Tuesday, August 7, 2012

LEAD Training Center



Hey folks,

Last fall you all contributed $6,000.00 USD to LEAD's Research Farm which was used as indicated to buy 9 seed packages (corn, cowpea, potato, cabbage, onions, tomato, pepper, bitterball), 5 bee hives, 10 pigs, 1 'hoop' greenhouse, 1 treadle irrigation pump, 6 'grasscutter' groundhogs. Also, your support for the last gift catalog built 1 barn for the grasscutters, as well as provide training for the farmers, and allowed LEAD to buy a used motorcycle for the farm.

THANK YOU!!!

Teaching outside in the sun or rain is not fun. LEAD needs a physical space on the Research Farm to actually do the training. The structure (drawn up below) will have a traditional open-air palava hut style roof with a room on the side for storing the benches and other gear. Separate latrines will also be built.



Total cost: about $9,000.

I hope you'll consider making a contribution to this locally driven effort to provide food and financial security to Liberians. Clicking on the secure link below makes being a part of this effort incredibly easy. I just spent 60 seconds and $14 to get it started, I hope you'll join me.

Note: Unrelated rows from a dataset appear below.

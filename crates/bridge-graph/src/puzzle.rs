//! Puzzle instance types: actors, locations, the validated roster and the
//! JSON configuration it is built from.
//!
//! Configuration structs deserialize from camelCase JSON. `Puzzle` is the
//! validated, immutable form every other module works with.

use std::collections::HashSet;
use std::fmt;

use serde::{Deserialize, Serialize};

use crate::error::ConfigError;

/// Largest roster an `ActorSet` can hold.
pub const MAX_ACTORS: usize = 64;

/// One of the two banks of the river.
#[derive(Debug, Clone, Copy, PartialEq, Eq, Hash, Serialize, Deserialize)]
#[serde(rename_all = "lowercase")]
pub enum Location {
    Start,
    End,
}

impl Location {
    pub const ALL: [Location; 2] = [Location::Start, Location::End];

    /// The other bank.
    pub fn opposite(self) -> Location {
        match self {
            Location::Start => Location::End,
            Location::End => Location::Start,
        }
    }
}

/// Index of an actor in its `Roster`.
#[derive(Debug, Clone, Copy, PartialEq, Eq, PartialOrd, Ord, Hash)]
pub struct ActorId(u8);

impl ActorId {
    pub(crate) fn new(index: usize) -> Self {
        debug_assert!(index < MAX_ACTORS);
        Self(index as u8)
    }

    pub fn index(self) -> usize {
        self.0 as usize
    }
}

/// A set of actors, stored as a bitmask over roster indices.
///
/// Iteration yields ids in ascending index order, which for a `Roster` is
/// ascending crossing time.
#[derive(Debug, Clone, Copy, Default, PartialEq, Eq, Hash)]
pub struct ActorSet(u64);

impl ActorSet {
    pub fn empty() -> Self {
        Self(0)
    }

    /// The set of the first `count` actors.
    pub fn full(count: usize) -> Self {
        if count >= MAX_ACTORS {
            Self(u64::MAX)
        } else {
            Self((1u64 << count) - 1)
        }
    }

    pub fn contains(self, id: ActorId) -> bool {
        self.0 & (1u64 << id.0) != 0
    }

    pub fn with(self, id: ActorId) -> Self {
        Self(self.0 | (1u64 << id.0))
    }

    pub fn without(self, id: ActorId) -> Self {
        Self(self.0 & !(1u64 << id.0))
    }

    pub fn len(self) -> usize {
        self.0.count_ones() as usize
    }

    pub fn is_empty(self) -> bool {
        self.0 == 0
    }

    pub fn union(self, other: ActorSet) -> Self {
        Self(self.0 | other.0)
    }

    pub fn is_disjoint(self, other: ActorSet) -> bool {
        self.0 & other.0 == 0
    }

    pub fn iter(self) -> ActorSetIter {
        ActorSetIter(self.0)
    }
}

impl IntoIterator for ActorSet {
    type Item = ActorId;
    type IntoIter = ActorSetIter;

    fn into_iter(self) -> ActorSetIter {
        self.iter()
    }
}

impl FromIterator<ActorId> for ActorSet {
    fn from_iter<I: IntoIterator<Item = ActorId>>(iter: I) -> Self {
        iter.into_iter().fold(ActorSet::empty(), ActorSet::with)
    }
}

/// Iterator over the members of an `ActorSet`, lowest index first.
#[derive(Debug, Clone)]
pub struct ActorSetIter(u64);

impl Iterator for ActorSetIter {
    type Item = ActorId;

    fn next(&mut self) -> Option<ActorId> {
        if self.0 == 0 {
            return None;
        }
        let index = self.0.trailing_zeros();
        self.0 &= self.0 - 1;
        Some(ActorId(index as u8))
    }

    fn size_hint(&self) -> (usize, Option<usize>) {
        let n = self.0.count_ones() as usize;
        (n, Some(n))
    }
}

impl ExactSizeIterator for ActorSetIter {}

/// A puzzle participant. Only constructed through roster validation, so the
/// crossing time is always positive.
#[derive(Debug, Clone, PartialEq, Eq)]
pub struct Actor {
    name: String,
    crossing_time: u32,
}

impl Actor {
    pub fn name(&self) -> &str {
        &self.name
    }

    pub fn crossing_time(&self) -> u32 {
        self.crossing_time
    }
}

impl fmt::Display for Actor {
    fn fmt(&self, f: &mut fmt::Formatter<'_>) -> fmt::Result {
        f.write_str(&self.name)
    }
}

/// The validated set of actors, ordered by ascending crossing time.
#[derive(Debug, Clone, PartialEq, Eq)]
pub struct Roster {
    actors: Vec<Actor>,
}

impl Roster {
    /// Validate raw actor entries. Ties in crossing time keep their input order.
    pub fn new(entries: &[ActorConfig]) -> Result<Self, ConfigError> {
        if entries.is_empty() {
            return Err(ConfigError::EmptyRoster);
        }
        if entries.len() > MAX_ACTORS {
            return Err(ConfigError::TooManyActors {
                count: entries.len(),
                max: MAX_ACTORS,
            });
        }

        let mut seen = HashSet::new();
        let mut actors = Vec::with_capacity(entries.len());
        for (index, entry) in entries.iter().enumerate() {
            let name = entry.name.trim();
            if name.is_empty() {
                return Err(ConfigError::EmptyName { index });
            }
            if entry.crossing_time == 0 {
                return Err(ConfigError::NonPositiveCrossingTime {
                    name: name.to_string(),
                });
            }
            if !seen.insert(name.to_string()) {
                return Err(ConfigError::DuplicateName(name.to_string()));
            }
            actors.push(Actor {
                name: name.to_string(),
                crossing_time: entry.crossing_time,
            });
        }

        actors.sort_by_key(|a| a.crossing_time);
        Ok(Self { actors })
    }

    pub fn len(&self) -> usize {
        self.actors.len()
    }

    pub fn is_empty(&self) -> bool {
        self.actors.is_empty()
    }

    /// # Panics
    ///
    /// If `id` does not belong to this roster.
    pub fn get(&self, id: ActorId) -> &Actor {
        &self.actors[id.index()]
    }

    pub fn ids(&self) -> impl Iterator<Item = ActorId> + '_ {
        (0..self.actors.len()).map(ActorId::new)
    }

    pub fn all(&self) -> ActorSet {
        ActorSet::full(self.actors.len())
    }

    /// Look up an actor by display name.
    pub fn find(&self, name: &str) -> Option<ActorId> {
        self.actors
            .iter()
            .position(|a| a.name == name)
            .map(ActorId::new)
    }

    pub fn min_crossing_time(&self) -> u32 {
        self.actors.first().map_or(0, |a| a.crossing_time)
    }

    /// Comma-separated names of the members of `set`.
    pub fn names(&self, set: impl IntoIterator<Item = ActorId>) -> String {
        set.into_iter()
            .map(|id| self.get(id).name())
            .collect::<Vec<_>>()
            .join(", ")
    }
}

/// Which moves the walker is allowed to follow.
#[derive(
    Debug, Clone, Copy, Default, PartialEq, Eq, Hash, Serialize, Deserialize, clap::ValueEnum,
)]
#[serde(rename_all = "lowercase")]
pub enum MovePolicy {
    /// Pairs cross towards the end, single actors bring the light back.
    #[default]
    Restricted,
    /// Any group of one or two may cross in either direction.
    Permissive,
}

/// Display names of the two banks.
#[derive(Debug, Clone, PartialEq, Eq, Serialize, Deserialize)]
pub struct PlaceNames {
    pub start: String,
    pub end: String,
}

impl PlaceNames {
    pub fn name(&self, location: Location) -> &str {
        match location {
            Location::Start => &self.start,
            Location::End => &self.end,
        }
    }
}

impl Default for PlaceNames {
    fn default() -> Self {
        Self {
            start: "Peak".to_string(),
            end: "Safety".to_string(),
        }
    }
}

/// Raw actor entry as it appears in JSON.
#[derive(Debug, Clone, PartialEq, Eq, Serialize, Deserialize)]
#[serde(rename_all = "camelCase")]
pub struct ActorConfig {
    pub name: String,
    pub crossing_time: u32,
}

impl ActorConfig {
    pub fn new(name: impl Into<String>, crossing_time: u32) -> Self {
        Self {
            name: name.into(),
            crossing_time,
        }
    }
}

/// Unvalidated puzzle description.
#[derive(Debug, Clone, PartialEq, Eq, Serialize, Deserialize)]
#[serde(rename_all = "camelCase")]
pub struct PuzzleConfig {
    pub actors: Vec<ActorConfig>,
    pub time_limit: u32,
    #[serde(default)]
    pub policy: MovePolicy,
    #[serde(default)]
    pub places: PlaceNames,
}

impl PuzzleConfig {
    pub fn from_json(json: &str) -> Result<Self, ConfigError> {
        Ok(serde_json::from_str(json)?)
    }
}

impl Default for PuzzleConfig {
    /// The classic four-person instance.
    fn default() -> Self {
        Self {
            actors: vec![
                ActorConfig::new("Me", 1),
                ActorConfig::new("Lab assistant", 2),
                ActorConfig::new("Janitor", 5),
                ActorConfig::new("Professor", 10),
            ],
            time_limit: 17,
            policy: MovePolicy::Restricted,
            places: PlaceNames::default(),
        }
    }
}

/// A validated puzzle instance.
#[derive(Debug, Clone, PartialEq, Eq)]
pub struct Puzzle {
    pub roster: Roster,
    pub time_limit: u32,
    pub policy: MovePolicy,
    pub places: PlaceNames,
}

impl Puzzle {
    pub fn from_config(config: &PuzzleConfig) -> Result<Self, ConfigError> {
        let roster = Roster::new(&config.actors)?;
        if config.time_limit == 0 {
            return Err(ConfigError::ZeroTimeLimit);
        }
        Ok(Self {
            roster,
            time_limit: config.time_limit,
            policy: config.policy,
            places: config.places.clone(),
        })
    }

    pub fn with_policy(mut self, policy: MovePolicy) -> Self {
        self.policy = policy;
        self
    }
}

#[cfg(test)]
mod tests {
    use super::*;

    #[test]
    fn test_default_config_is_valid() {
        let puzzle = Puzzle::from_config(&PuzzleConfig::default()).unwrap();
        assert_eq!(puzzle.roster.len(), 4);
        assert_eq!(puzzle.time_limit, 17);
        assert_eq!(puzzle.policy, MovePolicy::Restricted);
        assert_eq!(puzzle.places.name(Location::Start), "Peak");
    }

    #[test]
    fn test_roster_sorted_by_crossing_time() {
        let roster = Roster::new(&[
            ActorConfig::new("Slow", 10),
            ActorConfig::new("Fast", 1),
            ActorConfig::new("Mid", 5),
            ActorConfig::new("AlsoFast", 1),
        ])
        .unwrap();

        let names: Vec<&str> = roster.ids().map(|id| roster.get(id).name()).collect();
        assert_eq!(names, vec!["Fast", "AlsoFast", "Mid", "Slow"]);
        assert_eq!(roster.min_crossing_time(), 1);
    }

    #[test]
    fn test_rejects_malformed_rosters() {
        assert!(matches!(Roster::new(&[]), Err(ConfigError::EmptyRoster)));
        assert!(matches!(
            Roster::new(&[ActorConfig::new("A", 1), ActorConfig::new("A", 2)]),
            Err(ConfigError::DuplicateName(name)) if name == "A"
        ));
        assert!(matches!(
            Roster::new(&[ActorConfig::new("A", 0)]),
            Err(ConfigError::NonPositiveCrossingTime { .. })
        ));
        assert!(matches!(
            Roster::new(&[ActorConfig::new("  ", 3)]),
            Err(ConfigError::EmptyName { index: 0 })
        ));

        let crowd: Vec<ActorConfig> = (0..65).map(|i| ActorConfig::new(format!("a{i}"), 1)).collect();
        assert!(matches!(
            Roster::new(&crowd),
            Err(ConfigError::TooManyActors { count: 65, max: 64 })
        ));
    }

    #[test]
    fn test_rejects_zero_time_limit() {
        let config = PuzzleConfig {
            time_limit: 0,
            ..PuzzleConfig::default()
        };
        assert!(matches!(
            Puzzle::from_config(&config),
            Err(ConfigError::ZeroTimeLimit)
        ));
    }

    #[test]
    fn test_config_from_json() {
        let json = r#"{
            "actors": [
                { "name": "Me", "crossingTime": 1 },
                { "name": "You", "crossingTime": 3 }
            ],
            "timeLimit": 9,
            "policy": "permissive"
        }"#;
        let config = PuzzleConfig::from_json(json).unwrap();
        assert_eq!(config.actors[1], ActorConfig::new("You", 3));
        assert_eq!(config.policy, MovePolicy::Permissive);
        assert_eq!(config.places, PlaceNames::default());

        assert!(matches!(
            PuzzleConfig::from_json("{ \"actors\": [] }"),
            Err(ConfigError::Parse(_))
        ));
    }

    #[test]
    fn test_actor_set_operations() {
        let a = ActorId::new(0);
        let c = ActorId::new(2);
        let set = ActorSet::empty().with(c).with(a);

        assert_eq!(set.len(), 2);
        assert!(set.contains(a) && set.contains(c));
        assert!(!set.contains(ActorId::new(1)));
        assert_eq!(set.iter().collect::<Vec<_>>(), vec![a, c]);
        assert_eq!(set.without(a).iter().collect::<Vec<_>>(), vec![c]);
        assert_eq!(ActorSet::full(3).len(), 3);
        assert_eq!(ActorSet::full(64).len(), 64);
        assert!(set.is_disjoint(ActorSet::empty().with(ActorId::new(1))));
    }

    #[test]
    fn test_location_opposite() {
        assert_eq!(Location::Start.opposite(), Location::End);
        assert_eq!(Location::End.opposite(), Location::Start);
    }
}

Visit LEADinLiberia.org to learn more or contact me at derekh@partnersworldwide.org. 

Thanks, Derek

Tuesday, January 10, 2012

LEAD's Research Farm Helps Northern Liberian Farmers

Hi folks,

This blog is beginning to look like all the other blogs of folks who go overseas, need to fundraise or just want to share pics with friends and family back home, and then gets abandoned once they get back. I hope to keep updating, but so far its clearly not been going so well.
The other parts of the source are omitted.